WPR reported that Tri-State Ambulance paramedics are now equipped with six different types of essential oils that are used to treat pain, nausea and anxiety and are using them in place of small doses of fentanyl.
Paramedics place a few drops of the oils onto a cotton ball and tape it to the patient’s chest.
"We started reviewing 'Why are they giving narcotics?' and really it came down to the fact that they didn't have many other things they could do in the ambulance ride," Tri-State medical director Dr. Chris Eberlein said.
Tri-State’s parent company, Gundersen Health System, has been using aromatherapy as a pain treatment for years, and Eberlein said the success the company has seen inspired him to utilize the oils in ambulances, but only where it’s deemed appropriate.

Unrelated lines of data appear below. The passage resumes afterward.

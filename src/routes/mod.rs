//! Router assembly.
//!
//! SYSTEM CONTEXT
//! ==============
//! JSON API routes for the front end plus the two browser-facing redirects
//! of the OAuth flow (`/auth/{provider}` out, `/auth/callback` back).

pub mod auth;
pub mod profile;
pub mod views;

use axum::Router;
use axum::http::StatusCode;
use axum::routing::{get, patch, post};
use tower_http::cors::{Any, CorsLayer};
use tower_http::trace::TraceLayer;

use crate::state::AppState;

/// Build the application router. `cors_allow_any` opens the API to any
/// origin for a front end served from a separate dev server.
pub fn app(state: AppState, cors_allow_any: bool) -> Router {
    let router = Router::new()
        .route("/api/auth/me", get(auth::me))
        .route("/api/auth/sign-in", post(auth::sign_in))
        .route("/api/auth/sign-up", post(auth::sign_up))
        .route("/api/auth/sign-out", post(auth::sign_out))
        .route("/api/auth/reset-password", post(auth::reset_password))
        .route("/api/auth/update-password", post(auth::update_password))
        .route("/auth/callback", get(auth::callback))
        .route("/auth/{provider}", get(auth::provider_redirect))
        .route("/api/view", get(views::current_view))
        .route("/api/profile", patch(profile::update_profile))
        .route("/healthz", get(healthz))
        .layer(TraceLayer::new_for_http());

    let router = if cors_allow_any {
        let cors = CorsLayer::new()
            .allow_origin(Any)
            .allow_methods(Any)
            .allow_headers(Any);
        router.layer(cors)
    } else {
        router
    };

    router.with_state(state)
}

async fn healthz() -> StatusCode {
    StatusCode::OK
}
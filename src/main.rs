use std::net::SocketAddr;
use std::sync::Arc;

use focusflow::config::AppConfig;
use focusflow::gateway::supabase::SupabaseClient;
use focusflow::routes;
use focusflow::services::auth::{AuthAdapter, Backend, RedirectTargets};
use focusflow::services::session::SessionController;
use focusflow::state::AppState;

#[tokio::main]
async fn main() {
    dotenvy::dotenv().ok();
    tracing_subscriber::fmt::init();

    let config = AppConfig::from_env().expect("invalid configuration");

    // Missing gateway settings are non-fatal: every auth call answers NotConfigured.
    let backend = match config.gateway.credentials() {
        Some((url, anon_key)) => {
            let client =
                Arc::new(SupabaseClient::new(url, anon_key, config.timeouts).expect("gateway client init failed"));
            tracing::info!(url, "auth gateway configured");
            Some(Backend { gateway: client.clone(), profiles: client })
        }
        None => {
            tracing::warn!("SUPABASE_URL or SUPABASE_ANON_KEY missing; authentication disabled");
            None
        }
    };

    let adapter = Arc::new(AuthAdapter::new(config.gateway.clone(), backend, RedirectTargets::from_config(&config)));
    let session = Arc::new(SessionController::start(adapter));
    let state = AppState::new(Arc::clone(&session), &config.origin);

    let app = routes::app(state, config.cors_allow_any);
    let addr = SocketAddr::new(config.bind_addr, config.port);
    if !addr.ip().is_loopback() {
        tracing::warn!(%addr, "listening beyond loopback; every client shares the one signed-in session");
    }
    let listener = tokio::net::TcpListener::bind(addr).await.expect("failed to bind");

    tracing::info!(%addr, origin = %config.origin, "focusflow listening");
    axum::serve(listener, app)
        .with_graceful_shutdown(shutdown_signal())
        .await
        .expect("server failed");

    session.shutdown().await;
}

async fn shutdown_signal() {
    if let Err(e) = tokio::signal::ctrl_c().await {
        tracing::error!(error = %e, "failed to listen for shutdown signal");
    }
}
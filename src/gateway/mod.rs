//! Identity gateway and profile store seams.
//!
//! ARCHITECTURE
//! ============
//! Session validation, token refresh, and credential storage belong to the
//! hosted backend. This module only describes the capability surface the
//! auth adapter needs (`SessionGateway`, `ProfileStore`) plus the Supabase
//! implementation used in production. Tests substitute scripted mocks at the
//! same trait boundary.

pub mod feed;
pub mod pkce;
pub mod supabase;
pub mod types;

pub use feed::{AuthSubscription, ChangeFeed};
pub use types::{
    AuthChange, AuthEvent, ChangeSession, GatewaySession, GatewayUser, OAuthProvider, Profile, ProfileUpdate,
    SignUpOutcome,
};

// =============================================================================
// ERROR
// =============================================================================

/// Raw failures reported by a gateway client. Never shown to users directly;
/// the auth adapter normalizes these first.
#[derive(Debug, thiserror::Error)]
pub enum GatewayError {
    /// The request never produced an HTTP response (DNS, TLS, timeout).
    #[error("gateway request failed: {0}")]
    Transport(String),

    /// The gateway answered with a non-success status.
    #[error("gateway returned {status}: {message}")]
    Api { status: u16, code: Option<String>, message: String },

    /// A success response body did not match the expected shape.
    #[error("gateway response parse failed: {0}")]
    Decode(String),

    /// The operation needs a signed-in session and none is held.
    #[error("auth session missing")]
    SessionMissing,

    /// An OAuth callback arrived without a matching PKCE flow.
    #[error("oauth flow state missing: {0}")]
    FlowState(String),

    /// The underlying HTTP client could not be constructed.
    #[error("HTTP client build failed: {0}")]
    HttpClientBuild(String),
}

// =============================================================================
// TRAITS
// =============================================================================

/// Credential, OAuth, and session operations offered by the identity provider.
#[async_trait::async_trait]
pub trait SessionGateway: Send + Sync {
    /// Locally held session, refreshed if its access token has expired.
    async fn current_session(&self) -> Result<Option<GatewaySession>, GatewayError>;

    /// User for the current session, validated against the provider.
    async fn current_user(&self) -> Result<Option<GatewayUser>, GatewayError>;

    async fn sign_in_with_password(&self, email: &str, password: &str) -> Result<GatewaySession, GatewayError>;

    async fn sign_up(
        &self,
        email: &str,
        password: &str,
        metadata: serde_json::Value,
    ) -> Result<SignUpOutcome, GatewayError>;

    async fn sign_out(&self) -> Result<(), GatewayError>;

    /// Start an OAuth flow and return the provider URL the browser should visit.
    async fn authorize_url(&self, provider: OAuthProvider, redirect_to: &str) -> Result<String, GatewayError>;

    /// Finish an OAuth flow by trading the callback code for a session.
    async fn exchange_code(&self, auth_code: &str) -> Result<GatewaySession, GatewayError>;

    async fn reset_password_for_email(&self, email: &str, redirect_to: &str) -> Result<(), GatewayError>;

    async fn update_password(&self, password: &str) -> Result<GatewayUser, GatewayError>;

    /// Register for auth change notifications, delivered in emission order.
    fn subscribe(&self) -> AuthSubscription;
}

/// Extended profile attributes keyed by user id.
#[async_trait::async_trait]
pub trait ProfileStore: Send + Sync {
    async fn fetch_profile(&self, user_id: &str) -> Result<Option<Profile>, GatewayError>;

    async fn update_profile(&self, user_id: &str, update: &ProfileUpdate) -> Result<Profile, GatewayError>;
}
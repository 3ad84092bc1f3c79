//! PKCE verifier and challenge generation for the OAuth redirect flow.

use base64::Engine;
use base64::engine::general_purpose::URL_SAFE_NO_PAD;
use rand::Rng;
use sha2::{Digest, Sha256};

/// Generate a 43-character URL-safe code verifier from 32 random bytes.
#[must_use]
pub fn generate_code_verifier() -> String {
    let bytes: [u8; 32] = rand::rng().random();
    URL_SAFE_NO_PAD.encode(bytes)
}

/// S256 challenge for `verifier`: base64url(sha256(verifier)), unpadded.
#[must_use]
pub fn code_challenge(verifier: &str) -> String {
    let digest = Sha256::digest(verifier.as_bytes());
    URL_SAFE_NO_PAD.encode(digest)
}

#[cfg(test)]
#[path = "pkce_test.rs"]
mod tests;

"We’re not going to not treat your pain. If you need a narcotic, you’re going to get it," Eberlein said. "What we‘re looking at is for the patients that ... they've got minor pain along with other complaints, that we can supplement their treatment with this."
Eberlein added that the smell of the oils are not overpowering, they simply create a healing environment in what can sometimes be an unpleasant experience.
"Before you get in, you get a nice whiff of diesel fume or exhaust in the back. And then you’re in this very sterile-like environment, bleachy smell, plastic smells," Eberlein said.